彼はジェイミー・フレイザーがドゥーガル・マッケンジーを
殺してしまったことを一言たりとも、非難したり質問したりしません。
そういう男です。
部下たちを集めろ、と言われたら、何のために誰と戦うのか、
知らなくてもジェイミーの指示に従うのです。ジェイミーを信じて。
マッケンジークランの長を殺したからには、ジェイミーは
マッケンジー一族から追われる敵になってしまった。
ジェイミーはフレイザー出身の父とマッケンジー出身の母を持つので、
お前の同胞というのは、マッケンジー一族を指している。
明日はもちろん、カロデンの戦いの日。イングランド軍との死闘が待っている。
ジェイミーはクレアから聞いて知っているが、もはや歴史上の日にちを
知らなくても、戦いの火蓋がもうすぐ切り落とされることは明白だ。
でも、でも、マッケンジーとの戦いもありうる、、
そういう心配をしているマータフの心のうちを痛いほど感じる最後のセリフです。
「ごめんだぞ」、そう言っても、彼はきっと、いざ戦わざるえなくなったら、
ジェイミーとともに戦ってくれるでしょう。
一方のジェイミーも、同族内の争いにマータフやラリーブロッホの者たちを
まきこみたくなんかない。
すまないっ! わかってる、戦う相手はイングランド軍だ。

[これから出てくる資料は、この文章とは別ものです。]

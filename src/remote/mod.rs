//! Remote query service boundary.
//!
//! The pagination loop only talks to a [`QueryService`]: submit a request or a
//! continuation, get back one page of rows and maybe another continuation.
//! BigQuery is the production implementation; the mocks drive tests.

pub mod bigquery;
mod mock;
pub mod wire;

pub use bigquery::{BigQueryClient, BigQueryConfig};
pub use mock::{EchoQueryService, FailingQueryService, ScriptedQueryService};
pub use wire::JobReference;

use async_trait::async_trait;

use crate::error::Result;
use crate::query::QueryRequest;

/// An opaque record returned by the remote service.
pub type Row = serde_json::Value;

/// What to send to the service next.
#[derive(Debug, Clone, PartialEq)]
pub enum PageRequest {
    /// The initial query submission.
    Query(QueryRequest),
    /// A follow-up fetch for a job that has more rows pending.
    Continue(Continuation),
}

/// Reference to the remaining rows of a query job.
///
/// Produced by the service and handed straight back to it; callers never
/// need to look inside.
#[derive(Debug, Clone, PartialEq, Eq)]
pub struct Continuation {
    pub job: JobReference,
    /// `None` while the job is still running and no page has been produced.
    pub page_token: Option<String>,
    pub max_results: Option<u64>,
    pub timeout_ms: Option<u64>,
}

impl Continuation {
    /// Creates a continuation that polls the given job from the start.
    pub fn new(job: JobReference) -> Self {
        Self {
            job,
            page_token: None,
            max_results: None,
            timeout_ms: None,
        }
    }

    pub fn with_page_token(mut self, token: impl Into<String>) -> Self {
        self.page_token = Some(token.into());
        self
    }
}

/// One response from the remote service.
#[derive(Debug, Clone, Default, PartialEq)]
pub struct Page {
    pub rows: Vec<Row>,
    /// Present when more rows are pending. Absence ends pagination.
    pub next: Option<Continuation>,
}

impl Page {
    /// A final page with no continuation.
    pub fn last(rows: Vec<Row>) -> Self {
        Self { rows, next: None }
    }

    /// A page followed by more rows.
    pub fn more(rows: Vec<Row>, next: Continuation) -> Self {
        Self {
            rows,
            next: Some(next),
        }
    }

    pub fn is_last(&self) -> bool {
        self.next.is_none()
    }
}

/// Interface to a remote query endpoint.
#[async_trait]
pub trait QueryService: Send + Sync {
    /// Executes a query or fetches the page behind a continuation.
    async fn execute(&self, request: PageRequest) -> Result<Page>;
}
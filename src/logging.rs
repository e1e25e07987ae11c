//! Logging configuration for sync_query.
//!
//! Logs go to stderr so stdout only carries query output.

use tracing_subscriber::EnvFilter;

/// Default filter when `RUST_LOG` is not set.
pub const DEFAULT_FILTER: &str = "warn";

/// Builds the log filter from `RUST_LOG`, falling back to [`DEFAULT_FILTER`].
pub fn env_filter() -> EnvFilter {
    EnvFilter::try_from_default_env().unwrap_or_else(|_| EnvFilter::new(DEFAULT_FILTER))
}

/// Initializes logging to stderr.
pub fn init_stderr_logging() {
    tracing_subscriber::fmt()
        .with_env_filter(env_filter())
        .with_writer(std::io::stderr)
        .init();
}
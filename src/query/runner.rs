//! Paginated query execution.
//!
//! Submits a query, follows continuations until the service stops returning
//! them, and hands back every row in page order. The first remote error ends
//! the run and discards whatever was accumulated.

use tracing::{debug, info, warn};

use super::request::{QueryOptions, QueryRequest};
use crate::error::Result;
use crate::remote::{PageRequest, QueryService, Row};

/// Runs queries to completion against a [`QueryService`].
pub struct QueryRunner<'a, S: QueryService + ?Sized> {
    service: &'a S,
}

impl<'a, S: QueryService + ?Sized> QueryRunner<'a, S> {
    /// Creates a new runner over the given service.
    pub fn new(service: &'a S) -> Self {
        Self { service }
    }

    /// Validates `query`, merges it with `options` and fetches every page.
    ///
    /// Validation happens before any remote call.
    pub async fn run(&self, query: &str, options: Option<QueryOptions>) -> Result<Vec<Row>> {
        let request = QueryRequest::new(query, options)?;
        self.run_request(request).await
    }

    /// Fetches every page for an already validated request.
    pub async fn run_request(&self, request: QueryRequest) -> Result<Vec<Row>> {
        let mut rows: Vec<Row> = Vec::new();
        let mut next = PageRequest::Query(request);
        let mut pages = 0usize;

        loop {
            let page = self.service.execute(next).await.inspect_err(|e| {
                warn!(page = pages, error = %e, "Query failed; discarding partial results");
            })?;
            pages += 1;

            debug!(
                page = pages,
                rows = page.rows.len(),
                more = page.next.is_some(),
                "Received page"
            );
            rows.extend(page.rows);

            match page.next {
                Some(continuation) => next = PageRequest::Continue(continuation),
                None => break,
            }
        }

        info!(rows = rows.len(), pages, "Query complete");
        Ok(rows)
    }
}

/// Runs `query` against `service` and returns the full result set.
pub async fn sync_query<S: QueryService + ?Sized>(
    service: &S,
    query: &str,
    options: Option<QueryOptions>,
) -> Result<Vec<Row>> {
    QueryRunner::new(service).run(query, options).await
}
//! Query request construction.
//!
//! A [`QueryRequest`] is a string-keyed option map that always carries a
//! non-empty `query` entry. Options are passed through to the remote service
//! verbatim, so any `jobs.query` field the service understands can be set.

use serde::{Deserialize, Serialize};
use serde_json::{Map, Value};

use crate::error::{QueryError, Result};

/// Key holding the query text in a request.
pub const QUERY_KEY: &str = "query";

/// Caller-supplied options merged into a query request.
#[derive(Debug, Clone, Default, PartialEq, Serialize, Deserialize)]
#[serde(transparent)]
pub struct QueryOptions(Map<String, Value>);

impl QueryOptions {
    /// Creates an empty option set.
    pub fn new() -> Self {
        Self::default()
    }

    /// Sets an arbitrary option.
    pub fn with(mut self, key: impl Into<String>, value: impl Into<Value>) -> Self {
        self.0.insert(key.into(), value.into());
        self
    }

    /// Maximum rows returned per page.
    pub fn with_max_results(self, max_results: u64) -> Self {
        self.with("maxResults", max_results)
    }

    /// How long the service may wait for the job before returning an
    /// incomplete page.
    pub fn with_timeout_ms(self, timeout_ms: u64) -> Self {
        self.with("timeoutMs", timeout_ms)
    }

    pub fn with_use_legacy_sql(self, legacy: bool) -> Self {
        self.with("useLegacySql", legacy)
    }

    pub fn with_use_query_cache(self, cache: bool) -> Self {
        self.with("useQueryCache", cache)
    }

    pub fn with_location(self, location: impl Into<String>) -> Self {
        self.with("location", location.into())
    }

    /// Merges another option set into this one, with the other taking precedence.
    pub fn merge(&mut self, other: &QueryOptions) {
        for (key, value) in &other.0 {
            self.0.insert(key.clone(), value.clone());
        }
    }

    /// Returns the option stored under `key`.
    pub fn get(&self, key: &str) -> Option<&Value> {
        self.0.get(key)
    }

    pub fn is_empty(&self) -> bool {
        self.0.is_empty()
    }
}

impl From<Map<String, Value>> for QueryOptions {
    fn from(map: Map<String, Value>) -> Self {
        Self(map)
    }
}

/// A validated query request, immutable once built.
#[derive(Debug, Clone, PartialEq, Serialize)]
#[serde(transparent)]
pub struct QueryRequest {
    options: Map<String, Value>,
}

impl QueryRequest {
    /// Builds a request from query text and optional caller options.
    ///
    /// Fails with [`QueryError::InvalidArgument`] when the query is blank.
    /// The query text always replaces any `query` key present in `options`.
    pub fn new(query: &str, options: Option<QueryOptions>) -> Result<Self> {
        if query.trim().is_empty() {
            return Err(QueryError::invalid_argument("query cannot be empty"));
        }

        let mut options = options.map(|o| o.0).unwrap_or_default();
        options.insert(QUERY_KEY.to_string(), Value::String(query.to_string()));

        Ok(Self { options })
    }

    /// Returns the query text.
    pub fn query(&self) -> &str {
        self.options
            .get(QUERY_KEY)
            .and_then(Value::as_str)
            .unwrap_or_default()
    }

    /// Returns the full option map, including the query.
    pub fn options(&self) -> &Map<String, Value> {
        &self.options
    }

    pub fn max_results(&self) -> Option<u64> {
        self.options.get("maxResults").and_then(value_as_u64)
    }

    pub fn timeout_ms(&self) -> Option<u64> {
        self.options.get("timeoutMs").and_then(value_as_u64)
    }

    pub fn location(&self) -> Option<&str> {
        self.options.get("location").and_then(Value::as_str)
    }
}

/// The REST API encodes int64 fields as strings, so accept both forms.
fn value_as_u64(value: &Value) -> Option<u64> {
    match value {
        Value::Number(n) => n.as_u64(),
        Value::String(s) => s.parse().ok(),
        _ => None,
    }
}
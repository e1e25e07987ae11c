//! Command-line argument parsing for sync_query.
//!
//! Uses clap with the built-in help flag disabled: `-h`/`--help` print the
//! one-line usage instead of clap's generated help.

use crate::output::OutputFormat;
use crate::query::QueryOptions;
use clap::Parser;
use std::path::PathBuf;

/// One-line usage message.
pub const USAGE: &str = "Usage: node sync_query.js QUERY";

/// What the command line asked for.
#[derive(Debug, Clone, PartialEq, Eq)]
pub enum Invocation {
    /// Print usage and do nothing else.
    Usage,
    /// Run the given query text.
    Query(String),
}

/// Run a synchronous BigQuery query and print every row.
#[derive(Parser, Debug)]
#[command(name = "sync_query")]
#[command(about, long_about = None, disable_help_flag = true)]
pub struct Cli {
    /// Query text. Exactly one is required.
    ///
    /// Text starting with `-` (a leading SQL comment, say) is still query
    /// text unless it names one of the flags below. Flags go before the query.
    #[arg(value_name = "QUERY", allow_hyphen_values = true)]
    pub query: Vec<String>,

    /// Print usage
    #[arg(short = 'h', long = "help")]
    pub help: bool,

    /// Maximum rows per page
    #[arg(long, value_name = "N")]
    pub max_results: Option<u64>,

    /// Project to run the query in (overrides config and environment)
    #[arg(long, value_name = "PROJECT_ID")]
    pub project: Option<String>,

    /// Config file path
    #[arg(long, value_name = "PATH")]
    pub config: Option<PathBuf>,

    /// Answer queries with an in-memory echo service (no network)
    #[arg(long)]
    pub mock: bool,

    /// Output format
    #[arg(long, value_enum, value_name = "FORMAT", default_value_t = OutputFormat::Pretty)]
    pub format: OutputFormat,
}

impl Cli {
    /// Parses command-line arguments.
    pub fn parse_args() -> Self {
        Self::parse()
    }

    /// Decides between printing usage and running a query.
    ///
    /// Anything other than exactly one positional argument prints usage.
    pub fn invocation(&self) -> Invocation {
        match self.query.as_slice() {
            [query] if !self.help => Invocation::Query(query.clone()),
            _ => Invocation::Usage,
        }
    }

    /// Query options set on the command line.
    pub fn query_options(&self) -> QueryOptions {
        let mut options = QueryOptions::new();
        if let Some(max_results) = self.max_results {
            options = options.with_max_results(max_results);
        }
        options
    }

    /// Returns the config file path to use.
    ///
    /// Uses the --config argument if provided, otherwise the default path.
    pub fn config_path(&self) -> PathBuf {
        self.config
            .clone()
            .unwrap_or_else(crate::config::Config::default_path)
    }
}
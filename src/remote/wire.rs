//! BigQuery REST wire types.
//!
//! Covers the subset of `jobs.query` / `jobs.getQueryResults` responses the
//! client reads, plus decoding of the `{"f": [{"v": ...}]}` row encoding into
//! JSON objects keyed by column name.

use serde::{Deserialize, Serialize};
use serde_json::{Map, Number, Value};

use super::Row;

/// Identifies a query job.
#[derive(Debug, Clone, PartialEq, Eq, Serialize, Deserialize)]
#[serde(rename_all = "camelCase")]
pub struct JobReference {
    pub project_id: String,
    pub job_id: String,
    #[serde(default, skip_serializing_if = "Option::is_none")]
    pub location: Option<String>,
}

impl JobReference {
    pub fn new(project_id: impl Into<String>, job_id: impl Into<String>) -> Self {
        Self {
            project_id: project_id.into(),
            job_id: job_id.into(),
            location: None,
        }
    }

    pub fn with_location(mut self, location: impl Into<String>) -> Self {
        self.location = Some(location.into());
        self
    }
}

/// Response body shared by `jobs.query` and `jobs.getQueryResults`.
#[derive(Debug, Clone, Default, Deserialize)]
#[serde(rename_all = "camelCase")]
pub struct QueryResponse {
    #[serde(default)]
    pub schema: Option<TableSchema>,
    #[serde(default)]
    pub job_reference: Option<JobReference>,
    /// int64 values arrive as strings.
    #[serde(default)]
    pub total_rows: Option<String>,
    #[serde(default)]
    pub page_token: Option<String>,
    #[serde(default)]
    pub rows: Vec<TableRow>,
    #[serde(default)]
    pub job_complete: Option<bool>,
    #[serde(default)]
    pub errors: Vec<ErrorProto>,
}

impl QueryResponse {
    /// A missing `jobComplete` means the results are ready.
    pub fn is_complete(&self) -> bool {
        self.job_complete.unwrap_or(true)
    }

    /// Decodes the page's rows against its schema.
    pub fn decode_rows(&self) -> Vec<Row> {
        match &self.schema {
            Some(schema) => self
                .rows
                .iter()
                .map(|row| decode_record(&schema.fields, &row.f))
                .collect(),
            None => self
                .rows
                .iter()
                .map(|row| Value::Array(row.f.iter().map(|cell| cell.v.clone()).collect()))
                .collect(),
        }
    }

    /// Joins the messages of any job errors, if there are some.
    pub fn error_summary(&self) -> Option<String> {
        if self.errors.is_empty() {
            return None;
        }
        let messages: Vec<&str> = self
            .errors
            .iter()
            .map(|e| e.message.as_deref().unwrap_or("unknown error"))
            .collect();
        Some(messages.join("; "))
    }
}

#[derive(Debug, Clone, Default, Deserialize)]
pub struct TableSchema {
    #[serde(default)]
    pub fields: Vec<TableFieldSchema>,
}

#[derive(Debug, Clone, Deserialize)]
pub struct TableFieldSchema {
    pub name: String,
    #[serde(rename = "type")]
    pub field_type: String,
    #[serde(default)]
    pub mode: Option<String>,
    /// Sub-fields of a RECORD column.
    #[serde(default)]
    pub fields: Vec<TableFieldSchema>,
}

impl TableFieldSchema {
    fn is_repeated(&self) -> bool {
        self.mode
            .as_deref()
            .is_some_and(|mode| mode.eq_ignore_ascii_case("REPEATED"))
    }
}

#[derive(Debug, Clone, Default, Deserialize)]
pub struct TableRow {
    #[serde(default)]
    pub f: Vec<TableCell>,
}

#[derive(Debug, Clone, Default, Deserialize)]
pub struct TableCell {
    #[serde(default)]
    pub v: Value,
}

#[derive(Debug, Clone, Default, Deserialize)]
pub struct ErrorProto {
    #[serde(default)]
    pub reason: Option<String>,
    #[serde(default)]
    pub location: Option<String>,
    #[serde(default)]
    pub message: Option<String>,
}

/// Error envelope returned with non-2xx statuses.
#[derive(Debug, Deserialize)]
pub struct ApiErrorResponse {
    pub error: ApiError,
}

#[derive(Debug, Deserialize)]
pub struct ApiError {
    #[serde(default)]
    pub code: Option<u16>,
    pub message: String,
    #[serde(default)]
    pub status: Option<String>,
}

fn decode_record(fields: &[TableFieldSchema], cells: &[TableCell]) -> Value {
    let mut object = Map::with_capacity(fields.len());
    for (field, cell) in fields.iter().zip(cells) {
        object.insert(field.name.clone(), decode_field(field, &cell.v));
    }
    Value::Object(object)
}

fn decode_field(field: &TableFieldSchema, raw: &Value) -> Value {
    if raw.is_null() {
        return Value::Null;
    }

    if field.is_repeated() {
        let items = match raw {
            Value::Array(items) => items,
            _ => return raw.clone(),
        };
        return Value::Array(
            items
                .iter()
                .map(|item| decode_scalar(field, item.get("v").unwrap_or(&Value::Null)))
                .collect(),
        );
    }

    decode_scalar(field, raw)
}

fn decode_scalar(field: &TableFieldSchema, raw: &Value) -> Value {
    if raw.is_null() {
        return Value::Null;
    }

    match field.field_type.to_ascii_uppercase().as_str() {
        "RECORD" | "STRUCT" => {
            let cells: Vec<TableCell> = raw
                .get("f")
                .and_then(|f| serde_json::from_value(f.clone()).ok())
                .unwrap_or_default();
            decode_record(&field.fields, &cells)
        }
        "INTEGER" | "INT64" => raw
            .as_str()
            .and_then(|s| s.parse::<i64>().ok())
            .map(Value::from)
            .unwrap_or_else(|| raw.clone()),
        "FLOAT" | "FLOAT64" => raw
            .as_str()
            .and_then(|s| s.parse::<f64>().ok())
            .and_then(Number::from_f64)
            .map(Value::Number)
            .unwrap_or_else(|| raw.clone()),
        "BOOLEAN" | "BOOL" => match raw.as_str() {
            Some("true") => Value::Bool(true),
            Some("false") => Value::Bool(false),
            _ => raw.clone(),
        },
        _ => raw.clone(),
    }
}
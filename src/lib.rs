//! bq-sync-query - run a synchronous BigQuery query and collect every page.
//!
//! This library exposes the core modules for the binary and integration tests.

pub mod cli;
pub mod config;
pub mod error;
pub mod logging;
pub mod output;
pub mod query;
pub mod remote;

pub use error::{QueryError, Result};
pub use query::{sync_query, QueryOptions, QueryRequest, QueryRunner};
pub use remote::{Continuation, Page, PageRequest, QueryService, Row};
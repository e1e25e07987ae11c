//! Query construction and paginated execution.

pub mod request;
pub mod runner;

pub use request::{QueryOptions, QueryRequest};
pub use runner::{sync_query, QueryRunner};
//! Exclusive locking for index writers.
//!
//! One batch of archive indexing runs under one coarse exclusive lock.
//! File-backed indexes use an advisory lock on a sibling lock file so other
//! processes are excluded too; in-memory indexes fall back to a
//! process-local flag.

use crate::error::{EngineError, EngineResult};
use fs2::FileExt;
use std::fs::{File, OpenOptions};
use std::path::PathBuf;

/// Exclusive lock guarding one index.
///
/// Acquisition is non-blocking: contention surfaces as
/// [`EngineError::Locked`] rather than a wait, so a failed acquisition
/// leaves no partial state behind.
pub trait IndexLock: Send {
    /// Acquires the exclusive lock without blocking.
    ///
    /// # Errors
    ///
    /// Returns [`EngineError::Locked`] if another holder has the lock, or
    /// an I/O error if the lock file cannot be opened.
    fn try_exclusive(&mut self) -> EngineResult<()>;

    /// Releases a previously acquired lock. Idempotent.
    fn release(&mut self);
}

/// Advisory file lock on a sibling lock file.
#[derive(Debug)]
pub struct FsLock {
    path: PathBuf,
    file: Option<File>,
}

impl FsLock {
    /// Creates an (unacquired) lock backed by the given lock file path.
    #[must_use]
    pub fn new(path: impl Into<PathBuf>) -> Self {
        Self {
            path: path.into(),
            file: None,
        }
    }
}

impl IndexLock for FsLock {
    fn try_exclusive(&mut self) -> EngineResult<()> {
        let file = OpenOptions::new()
            .read(true)
            .write(true)
            .create(true)
            .truncate(false)
            .open(&self.path)?;

        if file.try_lock_exclusive().is_err() {
            return Err(EngineError::Locked);
        }
        self.file = Some(file);
        Ok(())
    }

    fn release(&mut self) {
        if let Some(file) = self.file.take() {
            let _ = file.unlock();
        }
    }
}

/// Process-local lock for in-memory indexes.
#[derive(Debug, Default)]
pub struct LocalLock {
    held: bool,
}

impl LocalLock {
    /// Creates an (unacquired) process-local lock.
    #[must_use]
    pub fn new() -> Self {
        Self::default()
    }
}

impl IndexLock for LocalLock {
    fn try_exclusive(&mut self) -> EngineResult<()> {
        if self.held {
            return Err(EngineError::Locked);
        }
        self.held = true;
        Ok(())
    }

    fn release(&mut self) {
        self.held = false;
    }
}
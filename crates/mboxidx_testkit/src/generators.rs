//! Property-based test generators.
//!
//! Strategies for message bodies that are valid mbox content: printable
//! lines, none of which starts a new envelope. Feeding these through
//! [`crate::ArchiveBuilder`] yields archives whose expected index shape is
//! known by construction.

use proptest::prelude::*;

/// Strategy for one body line: printable ASCII that cannot open an
/// envelope line.
pub fn body_line() -> impl Strategy<Value = String> {
    prop::string::string_regex("[ -~]{0,60}")
        .expect("valid regex")
        .prop_filter("body line must not start an envelope", |line| {
            !line.starts_with("From ")
        })
}

/// Strategy for one message body: zero or more lines joined by `\n`.
pub fn body() -> impl Strategy<Value = String> {
    prop::collection::vec(body_line(), 0..8).prop_map(|lines| lines.join("\n"))
}

/// Strategy for a non-empty batch of message bodies.
pub fn bodies() -> impl Strategy<Value = Vec<String>> {
    prop::collection::vec(body(), 1..6)
}

/// Strategy for an envelope line remainder with a parseable date.
pub fn envelope() -> impl Strategy<Value = String> {
    prop::string::string_regex("[a-z]{1,8}@[a-z]{1,8}\\.[a-z]{2,3}")
        .expect("valid regex")
        .prop_map(|sender| format!("{sender} Thu Nov 29 22:33:52 2001"))
}

#[cfg(test)]
mod tests {
    use super::*;

    proptest! {
        #[test]
        fn body_lines_never_open_an_envelope(line in body_line()) {
            prop_assert!(!line.starts_with("From "));
            prop_assert!(!line.contains('\n'));
        }

        #[test]
        fn bodies_only_contain_printables_and_newlines(body in body()) {
            prop_assert!(body.bytes().all(|b| b == b'\n' || (b' '..=b'~').contains(&b)));
        }

        #[test]
        fn envelopes_carry_a_sender_and_date(envelope in envelope()) {
            prop_assert!(envelope.contains('@'));
            prop_assert!(envelope.ends_with("2001"));
        }
    }
}
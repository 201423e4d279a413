//! # mboxidx Testkit
//!
//! Test utilities for mboxidx.
//!
//! This crate provides:
//! - [`fault::FaultBackend`] - a storage backend wrapper with switchable
//!   failure injection, for crash and durability-failure scenarios
//! - [`archive::ArchiveBuilder`] - mbox byte-stream fixtures
//! - [`generators`] - proptest strategies for message bodies and archives

#![deny(unsafe_code)]
#![warn(missing_docs)]

pub mod archive;
pub mod fault;
pub mod generators;

pub use archive::ArchiveBuilder;
pub use fault::{FaultBackend, FaultHandle};
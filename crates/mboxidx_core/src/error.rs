//! Error types for archive indexing.

use thiserror::Error;

/// Result type for archive indexing operations.
pub type SyncResult<T> = Result<T, SyncError>;

/// Errors that can abort a batch of archive indexing.
///
/// Every variant aborts the whole batch; already-committed records are
/// never rolled back, and no record is ever partially visible.
#[derive(Debug, Error)]
pub enum SyncError {
    /// Reading the archive failed.
    #[error("archive storage error: {0}")]
    Storage(#[from] mboxidx_storage::StorageError),

    /// The index engine failed (lock contention, record or flush failure).
    #[error("index error: {0}")]
    Index(#[from] mboxidx_engine::EngineError),

    /// The archive violates the envelope/separator structure.
    ///
    /// Position integrity for everything after the violation is
    /// untrustworthy, so the index has been marked for a full consistency
    /// re-check.
    #[error("archive corrupted: {message}")]
    Corrupt {
        /// Description of the structural violation.
        message: String,
    },
}

impl SyncError {
    /// Creates a structural corruption error.
    pub fn corrupt(message: impl Into<String>) -> Self {
        Self::Corrupt {
            message: message.into(),
        }
    }
}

だが、
もしマッケンジーの者たちが俺を襲ってきたとしたら、手出しは無用だ。。
ジェイミーもマータフもただ、黙って、荒々しく、抱き合い、
カロデン前夜の、男と男の別れとなる・・・
。。。。。。。。。。。。
ところが、墓標3ではここの部分は以下のとおりです。
> 「おまえにひとつだけ言っておくことがある、ラッド---敵にまわすのは
> イングランド人だけにしてほしかった。同胞まで敵にまわすとは」
むーふむ。。ジェイミーがドゥーガルを殺したことを非難してるの?
いや、非難ってほどきつくはないにしろ、とにかく、ドゥーガルを殺して
しまったことを、やや説教じみて言ってる感じだわ。
でも「ひとつ頼みごとがある」って言ってるわけだから、
イングランド人だけにしてほしかったは、日本語としても変。
「イングランド人だけにしてほしい」と訳すべきですよね。
原文(赤い所)をみれば、レット・イット・ビー と現在形ですもの。
「同胞まで敵にまわすとは」、、そんな、苦々しい言い方、マータフはするんだろうか・・・
マータフはこんなふうに繰言を言うハイランダーじゃないはず。
ぼそっと、ぶっきらぼうだけど、肝心なことだけを言うんじゃないかなぁ。
それに、ただ同胞と訳してしまうと、まるで「スコットランド人」を指しているみたいだけれど、
ここは「我々の同胞」といわずに「your ain folk = お前の同胞」とマータフが言っていることに
注意すべきで、「マッケンジークランを敵にまわすとは」って意味なのよね。
(マータフはフレイザークランなのだ)
だから、お前の同胞と「お前」を省略すべきじゃないと思うの。
もし省略するなら、思い切って「マッケンジーを敵にまわすとは」と訳すくらいのほうが
よかったんじゃないかな。
不注意な訳文も嫌なんだけれど、それ以上にマータフのひととなりが、
マータフのキャラクターがなんだか変わってしまうのが残念だし、
これでは明日の戦いを前にしてのマータフのジェイミーを思う気持ちが
あまり伝わってこない・・・
それがね、なんていうか、悲しいんです。
アウトランダーシリーズでの、マータフ最後のセリフなんですよ。